Escribo hoy el primer artículo en mi nuevo despacho, donde, ahora sí, puedo ver los cielos nubosos que nos trae marzo. Los miro recién vaciadas las cajas de una nueva mudanza, con los libros a medio colocar, pero en su sitio ya el cuadro de La Barraca, la reproducción de Los fusilamientos del 3 de mayo de Goya, el cartel de La casa de Bernarda Alba en el CDN… sí, de nuevo mudanza. Aunque juré en otro artículo de hace seis meses que no volvería yo a cargar con libros. Pues donde dije digo, digo Diego. Nada es constante sino el cambio, que diría Heráclito. Y eso es precisamente, para mí, lo que parece que trae consigo marzo, sus primeras marzadas: aire viciado, vientos de cambio, granizada política. Pero, ¿dónde guarecernos de tal chaparrón?
Poner la televisión se ha convertido en un constante partido deportivo —que se lo digan a Zelenski—. Muchas veces he hablado ya de la futbolización de la política, de las camisetas de colores que parece que uno debe defender hasta el agotamiento en cualquier comida familiar. Del pensamiento crítico, del diálogo, de la conversación y los puntos en común ya ni hablamos. Por eso, encuentro un gran asidero en el arte, porque es comunión y conversación.
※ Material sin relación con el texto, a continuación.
use std::sync::Arc;

use futures_util::stream::{self, StreamExt};
use ndarray::arr1;
use tempfile::{tempdir, TempDir};

use crate::config::ForecastConfig;
use crate::error::ForecastError;
use crate::live::live_loop::{live_predictions, LiveEvent, LivePredictor, Observation};
use crate::minute::step_2_model_selection::ForecastStrategy;
use crate::minute::step_4_model_serialization::ModelArtifact;
use crate::minute::step_5_pipeline::{run_forecast_from_csv, ForecastRequest};
use crate::util::file_utils::{data_file_path, save_records_csv};
use crate::util::model_utils::load_trained_model;
use crate::util::pre_processor::TimeSeriesRecord;

fn trend_records(n: usize) -> Vec<TimeSeriesRecord> {
    (0..n)
        .map(|i| {
            let close = 30_000.0 + (i as f64 * 0.4).cos() * 120.0 + i as f64 * 2.0;
            TimeSeriesRecord {
                time: 1_700_000_000 + 60 * i as i64,
                open: close,
                high: close + 10.0 + (i % 5) as f64,
                low: close - 8.0 - (i % 3) as f64,
                close,
                volumefrom: 3.0 + (i % 7) as f64,
                volumeto: 90_000.0 + (i % 11) as f64 * 1000.0,
            }
        })
        .collect()
}

fn train_and_load(strategy: ForecastStrategy) -> (TempDir, Arc<ModelArtifact>) {
    let dir = tempdir().unwrap();
    let config = ForecastConfig {
        data_dir: dir.path().join("data"),
        model_dir: dir.path().join("models"),
        experiment_dir: dir.path().join("experiments"),
        ..ForecastConfig::default()
    };
    save_records_csv(&trend_records(50), data_file_path(&config.data_dir, "BTC", "USD")).unwrap();
    run_forecast_from_csv(&config, &ForecastRequest::new(strategy, "BTC", "USD")).unwrap();

    let (artifact, _) = load_trained_model(&config.model_dir, "BTC", strategy).unwrap();
    (dir, Arc::new(artifact))
}

#[tokio::test]
async fn test_saved_linear_model_drives_live_stream() {
    let (_dir, artifact) = train_and_load(ForecastStrategy::Linear);
    assert_eq!(artifact.lag_count, 3);

    let prices = [30_100.0, 30_110.0, 30_095.0, 30_120.0];
    let ticks: Vec<_> = prices
        .iter()
        .enumerate()
        .map(|(i, &value)| Ok(Observation { time: i as i64, value }))
        .collect();

    let predictor = LivePredictor::new(Arc::clone(&artifact)).unwrap();
    let events: Vec<LiveEvent> = live_predictions(stream::iter(ticks), predictor)
        .map(|e| e.unwrap())
        .collect()
        .await;

    assert!(matches!(events[0], LiveEvent::WarmingUp { time: 0, .. }));
    assert!(matches!(events[1], LiveEvent::WarmingUp { time: 1, .. }));

    // Newest observation is lag 1
    let expected_third = artifact
        .trained_model
        .predict_one(arr1(&[30_095.0, 30_110.0, 30_100.0]).view())
        .unwrap();
    let expected_fourth = artifact
        .trained_model
        .predict_one(arr1(&[30_120.0, 30_095.0, 30_110.0]).view())
        .unwrap();
    assert_eq!(
        events[2],
        LiveEvent::Prediction { time: 2, prediction: expected_third }
    );
    assert_eq!(
        events[3],
        LiveEvent::Prediction { time: 3, prediction: expected_fourth }
    );
    assert_eq!(events[3].time(), 3);
}

#[test]
fn test_saved_arimax_model_is_rejected_for_live_use() {
    let (_dir, artifact) = train_and_load(ForecastStrategy::Arimax);
    assert!(matches!(
        LivePredictor::new(artifact),
        Err(ForecastError::FeatureMismatch { .. })
    ));
}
En el salón de casa hemos colgado un cuadro de la pintora granadina María Rosa Aránega donde aparece una pareja de viejecitos, aquellos abuelos de antes: ella con el moño bajo y él con su boina calada apoyado en su gancha —qué gusto me da escribir gancha y que se me entienda—. Ambos van de negro y están muy juntitos bajo letras a carboncillo: No te metas en política. Me gusta el cuadro porque toda la obra de Aránega me apasiona. Para mí, este en concreto es un símbolo de la ternura y el cuidado, pero también un terrible lema de una época dominada por el silencio. ¿Cómo puede un artista ignorar el tiempo que le ha tocado vivir? ¿Quién se pone ahora a bendecir con palabras dulces una vez más la rosa del presente? Qué primaveras ni qué niño muerto.
Que se lo digan a otro de mis remansos de este mes, Rafael Jiménez, que ha entrado de lleno en el tema en su última exposición, pero su política es la del sacrificio y la familia en la pintura. Su última colección de cuadros impresionantemente bella, titulada Lo único constante es el cambio, puede verse en la Fundación Antonio Gala hasta el 29 de marzo. Allí la Historia del arte, representada entre otros por su interpretación de Goya y de Gisbert, dialogan con la propia familia del pintor, en recreaciones de fotografías y vídeos caseros, ejerciendo un influjo hipnótico. La mesa camilla, bajo cuyo cristal se acumulan los retratos también intervenidos, nos da una muestra fascinante de lo que es la memoria, de cómo la guardamos, de cómo la defendemos, de los referentes a los que nos asimos para construirla. La peculiaridad es que Rafael Jiménez pinta con plastilina usando sus propios dedos y dejando, por tanto, la impronta de su movimiento, su identidad dactilar en cada obra que ofrece. La conversación que ofrece además el pintor es deliciosa.
En tiempos de ruido, de otros vientos, el arte no solo puede, sino que debe ser un refugio abierto a todos, no solo a unos pocos privilegiados. Es un grito que nos saca del eslogan y nos obliga a mirar donde no siempre nos han enseñado. Pero también hay otros espacios para la resistencia: un club de lectura, por ejemplo. Leer en comunidad siempre es mejor que leer en solitario; quien lo probó, lo sabe. Compartir una lectura es descubrir que la interpretación de un libro—sea novela, ensayo o poesía—nunca es única. Es una forma de encontrarnos con el arte, pero también con los demás. En tiempos de aislamiento y trincheras, pocas cosas son más valiosas que crear comunidad. Desde hace años, en el IES Nuevo Scala abogamos porque la lectura no solo sea una obligación de la clase de Lengua, sino que se convierta en una experiencia que se comparta entre alumnado, profesorado y familias en reuniones periódicas hechas en la Biblioteca del centro. Unas veces descubrimos (como con La mala costumbre), otras releemos (como con La sombra del viento) y muchas veces las dos cosas. Este es también un espacio seguro, abierto, un laboratorio donde abolir fronteras e imaginar todos los mundos que también están en este, por mucho que los señores naranjas de espumoso flequillo quieran arrebatárnoslos.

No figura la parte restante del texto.